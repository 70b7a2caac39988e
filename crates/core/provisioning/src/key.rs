//! Content key new-type for template databases
//!
//! A [`ContentKey`] identifies one template: two requests carrying the same schema text share a
//! key and therefore a template. The key is a 32 character lowercase hex string, which is the
//! width the template service expects.
//!
//! ## Derivation
//!
//! The key is derived from a 32-bit polynomial hash (`h = 31 * h + unit`, wrapping) over the
//! UTF-16 code units of the schema text. The 8 hex digit rendering of that word is repeated four
//! times to fill 32 characters. A request without a schema maps to [`NO_SCHEMA_KEY`].
//!
//! The derivation is stable across processes and platforms, which is what lets a remote template
//! service deduplicate templates between test runs. It is **not** collision resistant: only 32
//! bits of the key carry information, so two different schemas collide with probability of
//! roughly `n² / 2³³` for `n` distinct schemas. For the few dozen schemas a test suite uses this is
//! negligible; a colliding pair would silently share one template.

/// Length of a content key in characters.
pub const KEY_LEN: usize = 32;

/// Key shared by every request that carries no schema.
pub const NO_SCHEMA_KEY: &str = "1234567890abcdef1234567890abcdef";

/// Error type for content key validation failures
#[derive(Debug, thiserror::Error)]
pub enum KeyError {
    /// Key string must be exactly 32 characters
    #[error("content key must be exactly {KEY_LEN} characters, got {0} characters")]
    InvalidLength(usize),

    /// Key string contains something other than lowercase hex digits
    #[error("content key contains invalid character {character:?} at index {index}")]
    InvalidCharacter { character: char, index: usize },
}

/// Deterministic identifier of a template database.
///
/// Stores the ASCII hex digits inline, so the type is `Copy` and cheap to pass around as a map
/// key.
#[derive(Clone, Copy, PartialEq, Eq, PartialOrd, Ord, Hash)]
pub struct ContentKey([u8; KEY_LEN]);

impl ContentKey {
    /// Derives the key of a schema. `None` yields the shared no-schema key.
    pub fn derive(schema: Option<&str>) -> Self {
        let Some(schema) = schema else {
            return Self::no_schema();
        };

        let word = format!("{:08x}", schema_hash(schema));
        let mut bytes = [0u8; KEY_LEN];
        for chunk in bytes.chunks_exact_mut(word.len()) {
            chunk.copy_from_slice(word.as_bytes());
        }
        Self(bytes)
    }

    /// The key of requests without a schema.
    pub fn no_schema() -> Self {
        let mut bytes = [0u8; KEY_LEN];
        bytes.copy_from_slice(NO_SCHEMA_KEY.as_bytes());
        Self(bytes)
    }

    /// Parses a key received from outside, e.g. echoed back by a template service.
    ///
    /// # Errors
    /// Returns an error if the string is not exactly 32 lowercase hex digits.
    pub fn from_hex(key: impl AsRef<str>) -> Result<Self, KeyError> {
        let key = key.as_ref();
        if key.len() != KEY_LEN {
            return Err(KeyError::InvalidLength(key.len()));
        }

        let mut bytes = [0u8; KEY_LEN];
        for (index, character) in key.chars().enumerate() {
            if !matches!(character, '0'..='9' | 'a'..='f') {
                return Err(KeyError::InvalidCharacter { character, index });
            }
            bytes[index] = character as u8;
        }
        Ok(Self(bytes))
    }

    pub fn as_str(&self) -> &str {
        // Only ever constructed from ASCII hex digits
        std::str::from_utf8(&self.0).expect("content key bytes are ASCII")
    }

    /// The first 8 characters; enough to tell templates apart in database names.
    pub fn short(&self) -> &str {
        &self.as_str()[..8]
    }
}

/// 32-bit polynomial hash over UTF-16 code units.
///
/// Matches the string hash used by the JVM, so keys agree with other clients of the same
/// template service.
fn schema_hash(schema: &str) -> u32 {
    schema
        .encode_utf16()
        .fold(0u32, |hash, unit| hash.wrapping_mul(31).wrapping_add(u32::from(unit)))
}

impl AsRef<str> for ContentKey {
    fn as_ref(&self) -> &str {
        self.as_str()
    }
}

impl std::str::FromStr for ContentKey {
    type Err = KeyError;

    fn from_str(s: &str) -> Result<Self, Self::Err> {
        Self::from_hex(s)
    }
}

impl std::fmt::Display for ContentKey {
    fn fmt(&self, f: &mut std::fmt::Formatter<'_>) -> std::fmt::Result {
        f.write_str(self.as_str())
    }
}

impl std::fmt::Debug for ContentKey {
    fn fmt(&self, f: &mut std::fmt::Formatter<'_>) -> std::fmt::Result {
        f.debug_tuple("ContentKey").field(&self.as_str()).finish()
    }
}

impl PartialEq<&str> for ContentKey {
    fn eq(&self, other: &&str) -> bool {
        self.as_str() == *other
    }
}

impl PartialEq<str> for ContentKey {
    fn eq(&self, other: &str) -> bool {
        self.as_str() == other
    }
}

◆ ◆ ◆

**WORK REQUEST:**
If a line of the listing above holds the string "characters", copy it.

**EXERCISE RESPONSE:**
//! times to fill 32 characters. A request without a schema maps to [`NO_SCHEMA_KEY`].
/// Length of a content key in characters.
    /// Key string must be exactly 32 characters
    #[error("content key must be exactly {KEY_LEN} characters, got {0} characters")]
    /// The first 8 characters; enough to tell templates apart in database names.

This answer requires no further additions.